─── Source information ───

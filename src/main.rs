// src/main.rs

//! Command line evaluator: `fparplot '<formula>' [arg1 [arg2 [arg3 [arg4]]]]`.
//!
//! Every argument is itself a formula evaluated once with `x1 = 0`, so
//! `'complex(1, -2)'` or `'cexp(1)'` work as inputs. `LIB` names a shared
//! library whose exports extend the builtins, `NF` bounds its function table
//! and `ABI` (`real` or `complex`) selects its calling convention.

use std::env;
use std::sync::Arc;

use anyhow::{bail, Context as _};
use log::{debug, info};
use num_complex::Complex64;

use fparplot::native::{Abi, DEFAULT_MAX_FUNCTIONS};
use fparplot::{Builtins, Context, FunctionProvider, Layered, Mode, NativeLibrary};

const USAGE: &str = "usage: fparplot '<formula>' [arg1 [arg2 [arg3 [arg4]]]]\n\
    example: LIB=libm.so.6 fparplot 'csin(x1)*ccos(x2)*cpow(x3, x4)' 1 -2 3 'complex(0, 4)'";

fn provider() -> anyhow::Result<Arc<dyn FunctionProvider>> {
    let Ok(path) = env::var("LIB") else {
        return Ok(Arc::new(Builtins));
    };
    let max_functions = match env::var("NF") {
        Ok(s) => s
            .parse::<usize>()
            .with_context(|| format!("NF must be a number, got '{}'", s))?,
        Err(_) => DEFAULT_MAX_FUNCTIONS,
    };
    let abi = match env::var("ABI").as_deref() {
        Ok("complex") => Abi::Complex,
        Ok("real") | Err(_) => Abi::Real,
        Ok(other) => bail!("ABI must be 'real' or 'complex', got '{}'", other),
    };
    let library = NativeLibrary::open(&path, abi, max_functions)
        .with_context(|| format!("LIB init failed for: {}", path))?;
    Ok(Arc::new(Layered::new(Builtins, library)))
}

fn render(z: Complex64) -> String {
    format!("{}+{}i", z.re, z.im)
}

fn run(formula: &str, inputs: &[String]) -> anyhow::Result<()> {
    if inputs.len() > 4 {
        bail!("maximum 4 arguments are allowed");
    }
    let provider = provider()?;

    let mut f = Context::compile(formula, Mode::Complex, Some(Arc::clone(&provider)))?;
    f.validate(4).with_context(|| format!("formula '{}'", formula))?;

    let mut args = [Complex64::new(0.0, 0.0); 4];
    for (slot, input) in args.iter_mut().zip(inputs) {
        let mut ctx = Context::compile(input, Mode::Complex, Some(Arc::clone(&provider)))?;
        *slot = ctx
            .validate(1)
            .with_context(|| format!("argument '{}'", input))?;
        debug!("argument '{}' = {}", input, slot);
    }

    let fz = f.evaluate(&args)?;
    let shown = &args[..inputs.len()];
    println!(
        "f({}) = {}",
        shown.iter().map(|&z| render(z)).collect::<Vec<_>>().join(", "),
        render(fz)
    );
    println!("|'{}'({})| = {}", formula, inputs.join(", "), fz.norm());

    let mut csv: Vec<String> = shown
        .iter()
        .map(|z| format!("{},{},{}", z.re, z.im, z.norm()))
        .collect();
    csv.push(format!("{},{},{}", fz.re, fz.im, fz.norm()));
    eprintln!("{}", csv.join(","));
    Ok(())
}

fn main() -> anyhow::Result<()> {
    env_logger::Builder::from_env(env_logger::Env::default().default_filter_or("info"))
        .format_timestamp_micros()
        .init();

    let argv: Vec<String> = env::args().collect();
    let Some(formula) = argv.get(1) else {
        println!("{}", USAGE);
        return Ok(());
    };
    info!("Evaluating '{}' with {} argument(s)", formula, argv.len() - 2);
    run(formula, &argv[2..])
}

───

▶ **What to work on**
Extract the whole listing, character for character.

▶ **Answer for the task**
filename src/main.rs
// src/main.rs

//! Command line evaluator: `fparplot '<formula>' [arg1 [arg2 [arg3 [arg4]]]]`.
//!
//! Every argument is itself a formula evaluated once with `x1 = 0`, so
//! `'complex(1, -2)'` or `'cexp(1)'` work as inputs. `LIB` names a shared
//! library whose exports extend the builtins, `NF` bounds its function table
//! and `ABI` (`real` or `complex`) selects its calling convention.

use std::env;
use std::sync::Arc;

use anyhow::{bail, Context as _};
use log::{debug, info};
use num_complex::Complex64;

use fparplot::native::{Abi, DEFAULT_MAX_FUNCTIONS};
use fparplot::{Builtins, Context, FunctionProvider, Layered, Mode, NativeLibrary};

const USAGE: &str = "usage: fparplot '<formula>' [arg1 [arg2 [arg3 [arg4]]]]\n\
    example: LIB=libm.so.6 fparplot 'csin(x1)*ccos(x2)*cpow(x3, x4)' 1 -2 3 'complex(0, 4)'";

fn provider() -> anyhow::Result<Arc<dyn FunctionProvider>> {
    let Ok(path) = env::var("LIB") else {
        return Ok(Arc::new(Builtins));
    };
    let max_functions = match env::var("NF") {
        Ok(s) => s
            .parse::<usize>()
            .with_context(|| format!("NF must be a number, got '{}'", s))?,
        Err(_) => DEFAULT_MAX_FUNCTIONS,
    };
    let abi = match env::var("ABI").as_deref() {
        Ok("complex") => Abi::Complex,
        Ok("real") | Err(_) => Abi::Real,
        Ok(other) => bail!("ABI must be 'real' or 'complex', got '{}'", other),
    };
    let library = NativeLibrary::open(&path, abi, max_functions)
        .with_context(|| format!("LIB init failed for: {}", path))?;
    Ok(Arc::new(Layered::new(Builtins, library)))
}

fn render(z: Complex64) -> String {
    format!("{}+{}i", z.re, z.im)
}

fn run(formula: &str, inputs: &[String]) -> anyhow::Result<()> {
    if inputs.len() > 4 {
        bail!("maximum 4 arguments are allowed");
    }
    let provider = provider()?;

    let mut f = Context::compile(formula, Mode::Complex, Some(Arc::clone(&provider)))?;
    f.validate(4).with_context(|| format!("formula '{}'", formula))?;

    let mut args = [Complex64::new(0.0, 0.0); 4];
    for (slot, input) in args.iter_mut().zip(inputs) {
        let mut ctx = Context::compile(input, Mode::Complex, Some(Arc::clone(&provider)))?;
        *slot = ctx
            .validate(1)
            .with_context(|| format!("argument '{}'", input))?;
        debug!("argument '{}' = {}", input, slot);
    }

    let fz = f.evaluate(&args)?;
    let shown = &args[..inputs.len()];
    println!(
        "f({}) = {}",
        shown.iter().map(|&z| render(z)).collect::<Vec<_>>().join(", "),
        render(fz)
    );
    println!("|'{}'({})| = {}", formula, inputs.join(", "), fz.norm());

    let mut csv: Vec<String> = shown
        .iter()
        .map(|z| format!("{},{},{}", z.re, z.im, z.norm()))
        .collect();
    csv.push(format!("{},{},{}", fz.re, fz.im, fz.norm()));
    eprintln!("{}", csv.join(","));
    Ok(())
}

fn main() -> anyhow::Result<()> {
    env_logger::Builder::from_env(env_logger::Env::default().default_filter_or("info"))
        .format_timestamp_micros()
        .init();

    let argv: Vec<String> = env::args().collect();
    let Some(formula) = argv.get(1) else {
        println!("{}", USAGE);
        return Ok(());
    };
    info!("Evaluating '{}' with {} argument(s)", formula, argv.len() - 2);
    run(formula, &argv[2..])
}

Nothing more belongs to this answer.